South Korean soldiers patrol the barbed-wire fence of the Demilitarized Zone (DMZ) separating North and South Korea, in Hwacheon on August 26, 2015. (AFP Photo)

Tensions between the two Koreas have increased significantly along the Demilitarized Zone (DMZ).

"Something could happen at any time," a North Korean military official told The Associated Press on Monday.

"People come here and they think it's like a resort. But if you know it better, you know how dangerous it is," Lt. Col. Nam Dong Ho of the North Korean People's Army said on Monday in Panmunjom, the truce village where the armistice was signed.

He said he could not comment on operational details but added, "The reality is that it is touch and go."

South Korean soldiers stand guard on the road leading to the Kaesong joint industrial zone at a checkpoint near the Demilitarized Zone (DMZ) dividing the two Koreas, on February 11, 2016. (AFP Photo)

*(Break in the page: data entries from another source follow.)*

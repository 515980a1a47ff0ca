//! Backend server domain types.
//!
//! These types describe remote tool servers as the gateway sees them. They are
//! never persisted; a record lives exactly as long as its registration.

use serde::{Deserialize, Serialize};
use serde_json::{Map, Value};
use std::fmt;

/// Liveness status computed by a health probe.
#[derive(Debug, Clone, Copy, Default, PartialEq, Eq, Hash, Serialize, Deserialize)]
#[serde(rename_all = "lowercase")]
pub enum ServerStatus {
    /// A probe observed a 200 from the health endpoint or the tools/list probe
    Online,
    /// Both probes failed to produce a 200
    Offline,
    /// The health endpoint answered with an unexpected status
    Error,
    /// The server id is not registered
    #[default]
    Unknown,
}

impl ServerStatus {
    /// Convert to string representation.
    #[must_use]
    pub const fn as_str(&self) -> &'static str {
        match self {
            Self::Online => "online",
            Self::Offline => "offline",
            Self::Error => "error",
            Self::Unknown => "unknown",
        }
    }

    /// Whether tool calls may be routed to a server in this state.
    #[must_use]
    pub const fn is_callable(&self) -> bool {
        matches!(self, Self::Online)
    }
}

impl fmt::Display for ServerStatus {
    fn fmt(&self, f: &mut fmt::Formatter<'_>) -> fmt::Result {
        f.write_str(self.as_str())
    }
}

/// Descriptive information supplied by the caller when registering a server.
///
/// Every field is optional on the wire; missing values fall back to the
/// defaults applied by [`ServerRecord::from_info`].
#[derive(Debug, Clone, Default, PartialEq, Serialize, Deserialize)]
#[serde(default)]
pub struct ServerInfo {
    /// Display name (defaults to the server id).
    #[serde(skip_serializing_if = "Option::is_none")]
    pub name: Option<String>,

    /// Human-readable description.
    pub description: String,

    /// Base URL the gateway uses to reach the server.
    pub url: String,

    /// Tool names the server claims to provide, in advertised order.
    pub tools: Vec<String>,

    /// Free-form metadata, not interpreted by the gateway.
    pub metadata: Map<String, Value>,
}

impl ServerInfo {
    /// Create server info for a base URL.
    pub fn new(url: impl Into<String>) -> Self {
        Self {
            url: url.into(),
            ..Self::default()
        }
    }

    /// Set the display name.
    #[must_use]
    pub fn with_name(mut self, name: impl Into<String>) -> Self {
        self.name = Some(name.into());
        self
    }

    /// Append advertised tools.
    #[must_use]
    pub fn with_tools<I, S>(mut self, tools: I) -> Self
    where
        I: IntoIterator<Item = S>,
        S: Into<String>,
    {
        self.tools.extend(tools.into_iter().map(Into::into));
        self
    }
}

/// A registered backend server.
#[derive(Debug, Clone, PartialEq, Serialize, Deserialize)]
pub struct ServerRecord {
    /// Caller-supplied identity and routing key.
    pub id: String,

    /// Display name.
    pub name: String,

    /// Human-readable description.
    pub description: String,

    /// Base URL of the server.
    pub url: String,

    /// Tools this server claims to provide, deduplicated, in advertised order.
    pub tools: Vec<String>,

    /// Free-form metadata.
    pub metadata: Map<String, Value>,

    /// Last-observed liveness. Optimistically `true` on registration.
    pub healthy: bool,
}

impl ServerRecord {
    /// Build a record from registration info.
    ///
    /// Duplicate tool names are collapsed, keeping the first occurrence.
    pub fn from_info(id: impl Into<String>, info: ServerInfo) -> Self {
        let id = id.into();
        let mut tools: Vec<String> = Vec::with_capacity(info.tools.len());
        for tool in info.tools {
            if !tools.contains(&tool) {
                tools.push(tool);
            }
        }

        Self {
            name: info.name.unwrap_or_else(|| id.clone()),
            id,
            description: info.description,
            url: info.url,
            tools,
            metadata: info.metadata,
            healthy: true,
        }
    }

    /// Whether this server advertises the given tool.
    #[must_use]
    pub fn provides(&self, tool_name: &str) -> bool {
        self.tools.iter().any(|t| t == tool_name)
    }

    /// Snapshot this record together with a freshly computed status.
    #[must_use]
    pub fn view(&self, status: ServerStatus) -> ServerView {
        ServerView {
            id: self.id.clone(),
            name: self.name.clone(),
            description: self.description.clone(),
            url: self.url.clone(),
            status,
            tools: self.tools.clone(),
            metadata: self.metadata.clone(),
        }
    }
}

/// Externally visible server listing entry.
#[derive(Debug, Clone, PartialEq, Serialize, Deserialize)]
pub struct ServerView {
    pub id: String,
    pub name: String,
    pub description: String,
    pub url: String,
    pub status: ServerStatus,
    pub tools: Vec<String>,
    pub metadata: Map<String, Value>,
}

/// A tool offered by a healthy remote server.
#[derive(Debug, Clone, PartialEq, Eq, Serialize, Deserialize)]
pub struct RemoteToolListing {
    /// Tool name.
    pub name: String,
    /// Id of the server that owns it.
    pub server_id: String,
    /// Display name of the owning server.
    pub server_name: String,
    /// Human-readable description.
    pub description: String,
}
//! Local tool dispatch table and response normalization.
//!
//! [`ToolRegistry`] owns every locally registered tool. `execute_tool` is the
//! single entry point: look up, sanitize, validate, run, format. It always
//! produces a [`ToolResponse`]; failures at any stage become the standard
//! error envelope.

use futures_util::FutureExt;
use serde_json::Value;
use std::any::Any;
use std::collections::HashMap;
use std::panic::{AssertUnwindSafe, catch_unwind};
use std::sync::Arc;
use tokio::sync::RwLock;
use tracing::{debug, info, warn};

use super::format::{ResponseFormatter, default_formatters, format_generic};
use super::validator::{sanitize, validate_required, validate_types};
use crate::domain::{Arguments, ResultItem, ToolResponse};
use crate::ports::{ToolCapability, ToolDescriptor};

/// A locally registered tool with its parameter contract.
#[derive(Clone)]
pub struct ToolDispatchEntry {
    pub instance: Arc<dyn ToolCapability>,
    pub required_params: Vec<String>,
    pub schema: Value,
}

impl std::fmt::Debug for ToolDispatchEntry {
    fn fmt(&self, f: &mut std::fmt::Formatter<'_>) -> std::fmt::Result {
        f.debug_struct("ToolDispatchEntry")
            .field("instance", &self.instance.name())
            .field("required_params", &self.required_params)
            .field("schema", &self.schema)
            .finish()
    }
}

/// Dispatch table for local tools.
///
/// Construct one per process and share it by handle; tests build isolated
/// instances.
pub struct ToolRegistry {
    tools: RwLock<HashMap<String, ToolDispatchEntry>>,
    formatters: RwLock<HashMap<String, ResponseFormatter>>,
}

impl Default for ToolRegistry {
    fn default() -> Self {
        Self::new()
    }
}

impl ToolRegistry {
    /// Create a registry with the built-in formatters installed.
    pub fn new() -> Self {
        Self {
            tools: RwLock::new(HashMap::new()),
            formatters: RwLock::new(default_formatters()),
        }
    }

    /// Register (or replace) a tool under `name`.
    pub async fn register_tool(
        &self,
        name: impl Into<String>,
        instance: Arc<dyn ToolCapability>,
        required_params: Vec<String>,
        schema: Value,
    ) {
        let name = name.into();
        let entry = ToolDispatchEntry {
            instance,
            required_params,
            schema,
        };
        let previous = self.tools.write().await.insert(name.clone(), entry);
        if previous.is_some() {
            info!(tool_name = %name, "Replaced local tool registration");
        } else {
            info!(tool_name = %name, "Registered local tool");
        }
    }

    /// Register a tool under its own name, taking the contract from its schema.
    pub async fn register_capability(&self, instance: Arc<dyn ToolCapability>) {
        let schema = instance.input_schema();
        let required = required_from_schema(&schema);
        let name = instance.name().to_string();
        self.register_tool(name, instance, required, schema).await;
    }

    /// Install a formatter for one tool name.
    pub async fn register_formatter(
        &self,
        tool_name: impl Into<String>,
        formatter: ResponseFormatter,
    ) {
        self.formatters
            .write()
            .await
            .insert(tool_name.into(), formatter);
    }

    /// Look up a dispatch entry.
    pub async fn get(&self, name: &str) -> Option<ToolDispatchEntry> {
        self.tools.read().await.get(name).cloned()
    }

    /// Whether a tool is registered under `name`.
    pub async fn contains(&self, name: &str) -> bool {
        self.tools.read().await.contains_key(name)
    }

    /// Descriptors of all registered tools, sorted by name.
    pub async fn list_tools(&self) -> Vec<ToolDescriptor> {
        let tools = self.tools.read().await;
        let mut descriptors: Vec<ToolDescriptor> = tools
            .iter()
            .map(|(name, entry)| ToolDescriptor {
                name: name.clone(),
                description: entry.instance.description().to_string(),
                input_schema: entry.schema.clone(),
            })
            .collect();
        descriptors.sort_by(|a, b| a.name.cmp(&b.name));
        descriptors
    }

    /// Run a registered tool and normalize its output.
    pub async fn execute_tool(&self, name: &str, arguments: Arguments) -> ToolResponse {
        let Some(entry) = self.get(name).await else {
            debug!(tool_name = %name, "Local tool not found");
            return ToolResponse::error(format!("Tool '{name}' not found"));
        };

        let mut cleaned = sanitize(&arguments);
        if let Err(e) = validate_required(&cleaned, &entry.required_params, name) {
            debug!(tool_name = %name, error = %e, "Rejected tool arguments");
            return ToolResponse::error(e.to_string());
        }
        if let Err(e) = validate_types(&mut cleaned, &entry.schema, name) {
            debug!(tool_name = %name, error = %e, "Rejected tool arguments");
            return ToolResponse::error(e.to_string());
        }

        let outcome = AssertUnwindSafe(entry.instance.execute(cleaned))
            .catch_unwind()
            .await;
        match outcome {
            Ok(items) => self.format_results(name, &items).await,
            Err(payload) => {
                let message = panic_message(payload.as_ref());
                warn!(tool_name = %name, error = %message, "Tool execution panicked");
                ToolResponse::error(format!("Tool execution failed: {message}"))
            }
        }
    }

    /// Normalize a result list produced by `tool_name`.
    ///
    /// An empty list or one containing any error item becomes an error
    /// envelope listing every error message.
    pub async fn format_results(&self, tool_name: &str, items: &[ResultItem]) -> ToolResponse {
        if items.is_empty() {
            return ToolResponse::error(format!("No results found for {tool_name}"));
        }

        let errors: Vec<String> = items.iter().filter_map(ResultItem::error_message).collect();
        if !errors.is_empty() {
            return ToolResponse::error(format!("Tool execution errors: {}", errors.join(", ")));
        }

        let formatter = self.formatters.read().await.get(tool_name).cloned();
        let rendered = catch_unwind(AssertUnwindSafe(|| match &formatter {
            Some(format) => format(items, tool_name),
            None => format_generic(items, tool_name),
        }));

        match rendered {
            Ok(text) => ToolResponse::text(text),
            Err(payload) => {
                let message = panic_message(payload.as_ref());
                warn!(tool_name = %tool_name, error = %message, "Response formatter panicked");
                ToolResponse::error(format!("Response formatting failed: {message}"))
            }
        }
    }
}

fn required_from_schema(schema: &Value) -> Vec<String> {
    schema
        .get("required")
        .and_then(Value::as_array)
        .map(|names| {
            names
                .iter()
                .filter_map(Value::as_str)
                .map(str::to_string)
                .collect()
        })
        .unwrap_or_default()
}

fn panic_message(payload: &(dyn Any + Send)) -> String {
    payload
        .downcast_ref::<&str>()
        .map(|s| (*s).to_string())
        .or_else(|| payload.downcast_ref::<String>().cloned())
        .unwrap_or_else(|| "unknown panic".to_string())
}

The rise in tensions between Pyongyang, Seoul and Washington comes at a time when the US and South Korea are preparing for their annual war games slated to begin early in March.

Some 15,000 US troops are expected to take part in the two-phased exercises, known as Key Resolve and Foal Eagle.

Pyongyang sees joint Seoul-Washington military maneuvers as a direct threat against its security and preparations for an invasion and war.

Meanwhile on Saturday, Seoul said North Korea had fired artillery shots during an apparent military exercise near a disputed maritime border with the South amid heightened tensions between the two neighbors.

The North Korean army fired “a few artillery rounds” on Saturday morning from a battery at Jangsangot promontory on its southern coast, the South’s Defense Ministry said in a statement.

Pyongyang “is believed to have conducted a military drill” north of the disputed sea front-line with the South, the statement added.

In January, North Korea conducted a nuclear test, and in February a long-range rocket launch.

Pyongyang said the rocket launch was aimed at placing an earth observation satellite into orbit. However, Washington and Seoul denounced the move as a cover for an intercontinental ballistic missile test.​

Vehicles cross the Tongil bridge leading away from the Kaesong joint industrial area and the Demilitarized Zone (DMZ) between the two Koreas in Paju on February 10, 2016. (AFP Photo)

North Korea has vowed to develop a nuclear arsenal in an effort to protect itself from the US military, which occasionally deploys nuclear-powered warships and aircraft capable of carrying atomic weapons in the region.

The 257-kilometer (160-mile) DMZ was established when the 1950-53 Korean War ended in an armistice, not a peace treaty. No peace deal has been signed since then, meaning that Pyongyang and Seoul remain technically at war.